With Thanksgiving just nine days away, I give you the story of tom turkey vs. Ocean Breeze, N.Y. It seems this community on Staten Island is besieged by a flock of turkeys that won’t leave the residents alone. Considering that most city slickers are scared of anything wild, the residents of Ocean Breeze are naturally terrified of the turkeys. They want the birds gone, now.
I have a simple solution: hunt them.
Nov. 10 in the New York Daily News:
One slice of Staten Island isn’t giving thanks for its turkey this holiday season because the wild fowl are rampaging across the neighborhood.
The menacing flock is ruffling feathers in Ocean Breeze by tying up traffic, covering yards with excrement - even trapping one terrified woman in her car.
“It was straight out of ‘Cujo,’” said dental assistant Gina Guaragno, 23. “I’m sitting in my car Facebooking on my phone when turkeys jumped on my windshield.

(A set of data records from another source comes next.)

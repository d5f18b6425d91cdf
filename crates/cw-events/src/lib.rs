pub mod bus;
pub mod normalize;
pub mod types;

pub use crate::normalize::{normalize, NormalizeError};
pub use crate::types::{DtmfAction, EventKind, EventRecord, EventSource};
use crate::correlation_id_from_request;
use crate::{AppState, IdempotencyLocks};
use axum::body::{Body, Bytes};
use axum::http::{Method, Request, StatusCode};
use axum::response::{IntoResponse, Response};
use cw_db::idempotency::{IdempotencyRecord, IdempotencyStore};
use futures::future::BoxFuture;
use serde::Serialize;
use serde_json::Value;
use sha2::{Digest, Sha256};
use std::collections::BTreeMap;
use std::convert::Infallible;
use std::sync::Arc;
use std::task::{Context, Poll};
use tokio::sync::Notify;
use tower::{Layer, Service};

const KEY_HEADER: &str = "idempotency-key";
const MAX_KEY_LEN: usize = 128;
const TTL_SECONDS: i64 = 24 * 60 * 60;

#[derive(Debug, Serialize)]
struct ErrorEnvelope {
    code: &'static str,
    message: String,
    correlation_id: Option<String>,
}

#[derive(Clone)]
pub struct IdempotencyLayer {
    state: AppState,
}

impl IdempotencyLayer {
    pub fn new(state: AppState) -> Self {
        Self { state }
    }
}

#[derive(Clone)]
pub struct IdempotencyService<S> {
    inner: S,
    state: AppState,
}

impl<S> Layer<S> for IdempotencyLayer {
    type Service = IdempotencyService<S>;

    fn layer(&self, inner: S) -> Self::Service {
        IdempotencyService {
            inner,
            state: self.state.clone(),
        }
    }
}

impl<S> Service<Request<Body>> for IdempotencyService<S>
where
    S: Service<Request<Body>, Response = Response, Error = Infallible> + Clone + Send + 'static,
    S::Future: Send + 'static,
{
    type Response = Response;
    type Error = Infallible;
    type Future = BoxFuture<'static, Result<Response, Infallible>>;

    fn poll_ready(&mut self, cx: &mut Context<'_>) -> Poll<Result<(), Self::Error>> {
        self.inner.poll_ready(cx)
    }

    fn call(&mut self, request: Request<Body>) -> Self::Future {
        let mut inner = self.inner.clone();
        let state = self.state.clone();
        Box::pin(async move { Ok(handle_request(state, request, &mut inner).await) })
    }
}

// Webhook delivery is at-least-once; a repeated POST carrying the same
// Idempotency-Key replays the original response instead of appending the
// event a second time.
async fn handle_request<S>(state: AppState, request: Request<Body>, inner: &mut S) -> Response
where
    S: Service<Request<Body>, Response = Response, Error = Infallible> + Send,
    S::Future: Send,
{
    if request.method() != Method::POST {
        return pass_through(inner, request).await;
    }

    let key = match request
        .headers()
        .get(KEY_HEADER)
        .and_then(|value| value.to_str().ok())
        .map(str::trim)
        .filter(|value| !value.is_empty())
    {
        Some(value) => value.to_string(),
        None => return pass_through(inner, request).await,
    };

    let correlation_id = correlation_id_from_request(&request);
    if !key.is_ascii() || key.len() > MAX_KEY_LEN {
        return error_response(
            StatusCode::BAD_REQUEST,
            "invalid_input",
            "invalid idempotency key".to_string(),
            correlation_id,
        );
    }

    let method = request.method().to_string();
    let path = request.uri().path().to_string();
    let query = request.uri().query().map(ToString::to_string);
    let (parts, body) = request.into_parts();
    let body_bytes = match axum::body::to_bytes(body, usize::MAX).await {
        Ok(bytes) => bytes,
        Err(_) => Bytes::new(),
    };

    let scope_hash = hash_str(&format!("{method}|{path}"));
    let request_hash = hash_str(&format!(
        "{}|{}",
        canonical_query(query.as_deref()),
        canonical_body(&body_bytes)
    ));

    match lookup(&state, &key, &scope_hash) {
        Ok(Some(record)) if record.request_hash != request_hash => {
            return error_response(
                StatusCode::CONFLICT,
                "conflict",
                "idempotency key conflict".to_string(),
                correlation_id,
            );
        }
        Ok(Some(record)) => return stored_response(&record),
        Ok(None) => {}
        Err(message) => {
            return error_response(
                StatusCode::INTERNAL_SERVER_ERROR,
                "internal_error",
                message,
                correlation_id,
            );
        }
    }

    // Another delivery of the same key may be in flight; wait for it and
    // replay its stored response rather than racing it.
    let lock_key = format!("{key}:{scope_hash}");
    if wait_on_inflight(&state.idempotency, &lock_key).await {
        match lookup(&state, &key, &scope_hash) {
            Ok(Some(record)) if record.request_hash == request_hash => {
                return stored_response(&record);
            }
            _ => {}
        }
    }

    let request = Request::from_parts(parts, Body::from(body_bytes));
    let response = pass_through(inner, request).await;
    let (parts, body) = response.into_parts();
    let body_bytes = axum::body::to_bytes(body, usize::MAX)
        .await
        .unwrap_or_default();
    let status = parts.status;
    let response = Response::from_parts(parts, Body::from(body_bytes.clone()));

    if status.is_success() || status.is_server_error() {
        let now = chrono::Utc::now();
        let record = IdempotencyRecord {
            key,
            scope_hash,
            request_hash,
            response_status: i32::from(status.as_u16()),
            response_body: String::from_utf8_lossy(&body_bytes).to_string(),
            created_at: now,
            expires_at: now + chrono::Duration::seconds(TTL_SECONDS),
        };
        if let Ok(conn) = cw_db::schema::open_and_migrate(&state.db_path) {
            let _ = IdempotencyStore::new(&conn).insert(record);
        }
    }

    notify_inflight(&state.idempotency, &lock_key).await;
    response
}

async fn pass_through<S>(inner: &mut S, request: Request<Body>) -> Response
where
    S: Service<Request<Body>, Response = Response, Error = Infallible> + Send,
    S::Future: Send,
{
    match inner.call(request).await {
        Ok(response) => response,
        Err(err) => match err {},
    }
}

fn lookup(
    state: &AppState,
    key: &str,
    scope_hash: &str,
) -> Result<Option<IdempotencyRecord>, String> {
    let conn = cw_db::schema::open_and_migrate(&state.db_path).map_err(|err| err.to_string())?;
    IdempotencyStore::new(&conn)
        .get(key, scope_hash)
        .map_err(|err| err.to_string())
}

fn stored_response(record: &IdempotencyRecord) -> Response {
    let status =
        StatusCode::from_u16(record.response_status as u16).unwrap_or(StatusCode::OK);
    let mut response = Response::builder()
        .status(status)
        .body(Body::from(record.response_body.clone()))
        .unwrap_or_else(|_| Response::new(Body::empty()));
    response
        .headers_mut()
        .insert("content-type", "application/json".parse().unwrap());
    response
}

fn error_response(
    status: StatusCode,
    code: &'static str,
    message: String,
    correlation_id: Option<String>,
) -> Response {
    let body = ErrorEnvelope {
        code,
        message,
        correlation_id,
    };
    (status, axum::Json(body)).into_response()
}

async fn wait_on_inflight(locks: &IdempotencyLocks, key: &str) -> bool {
    let notify = {
        let mut guard = locks.inner.lock().await;
        if let Some(existing) = guard.get(key) {
            existing.clone()
        } else {
            let notify = Arc::new(Notify::new());
            guard.insert(key.to_string(), notify.clone());
            return false;
        }
    };
    notify.notified().await;
    true
}

async fn notify_inflight(locks: &IdempotencyLocks, key: &str) {
    let notify = {
        let mut guard = locks.inner.lock().await;
        guard.remove(key)
    };
    if let Some(notify) = notify {
        notify.notify_waiters();
    }
}

fn canonical_query(query: Option<&str>) -> String {
    let mut pairs = Vec::new();
    if let Some(query) = query {
        for part in query.split('&').filter(|part| !part.is_empty()) {
            let mut iter = part.splitn(2, '=');
            let key = iter.next().unwrap_or("");
            let value = iter.next().unwrap_or("");
            pairs.push((key.to_string(), value.to_string()));
        }
    }
    pairs.sort();
    pairs
        .into_iter()
        .map(|(k, v)| format!("{k}={v}"))
        .collect::<Vec<_>>()
        .join("&")
}

fn canonical_body(bytes: &Bytes) -> String {
    if bytes.is_empty() {
        return String::new();
    }
    match serde_json::from_slice::<Value>(bytes) {
        Ok(value) => serde_json::to_string(&normalize_json(&value)).unwrap_or_default(),
        Err(_) => String::from_utf8_lossy(bytes).to_string(),
    }
}

fn normalize_json(value: &Value) -> Value {
    match value {
        Value::Object(map) => {
            let mut ordered = BTreeMap::new();
            for (key, value) in map {
                ordered.insert(key.clone(), normalize_json(value));
            }
            Value::Object(ordered.into_iter().collect())
        }
        Value::Array(values) => Value::Array(values.iter().map(normalize_json).collect()),
        other => other.clone(),
    }
}

fn hash_str(input: &str) -> String {
    let mut hasher = Sha256::new();
    hasher.update(input.as_bytes());
    hex::encode(hasher.finalize())
}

“I screamed like I was being murdered. They just kept looking at me like it was their car. I felt trapped. I was so scared.” …
Ocean Breeze’s turkey terror began at least a decade ago, when a local resident liberated her nine pet birds at nearby South Beach Psychiatric Center.
The state Department of Environmental Conservation said there are roughly 100 turkeys in the neighborhood, though locals think it might be in the thousands.
Packs of turkeys strut slowly along the tree-lined residential streets near Cromwell Ave. and Mason St. in a daily display that’s hardly mouth-watering.
“It’s disgusting. It’s horrible,” said Sarah Pellei, 82, who first noticed the invasion a decade ago.
“People think turkeys are a big joke. But when you have thousands of these filthy animals surrounding my house and pooping all over everything, it becomes a living nightmare.”
Standing 2 to 4 feet high, the brown-feathered fiends meander between houses and linger for hours outside some homes.
“The turkeys are terrible, terrible,” said Sarina Sanfelice, 82, who keeps a garden hose by her front door to drive them away.
“They come in droves by the hundreds and eat the figs off my fig tree and poop all over everything. I complain and complain, but no one will help us.”
If they opened the area to turkey hunting, I’d say hunters would be lining up to help the good people of Ocean Breeze. That would be a win-win for everyone involved. A hunt would reduce the population, restore the birds’ natural fear of humans, create a great new opportunity for hunters, and put some meat on the table either for the hunters’ families or needy people in the community.
I am wrong in thinking this is a no-brainer? To its credit, the New York Department of Environmental Conservation (DEC) has said harvesting the birds is an option.
If that’s the case, I sincerely hope they allow members of the public to do the hunting. But then again the residents are probably afraid of hunters, too, and would want the DEC to bring in “experts” to do the job.
At the taxpayers’ expense.
Given the chance, experienced hunters can solve the community’s turkey troubles free of charge—and possibly teach residents that hunting and wildlife are nothing to fear.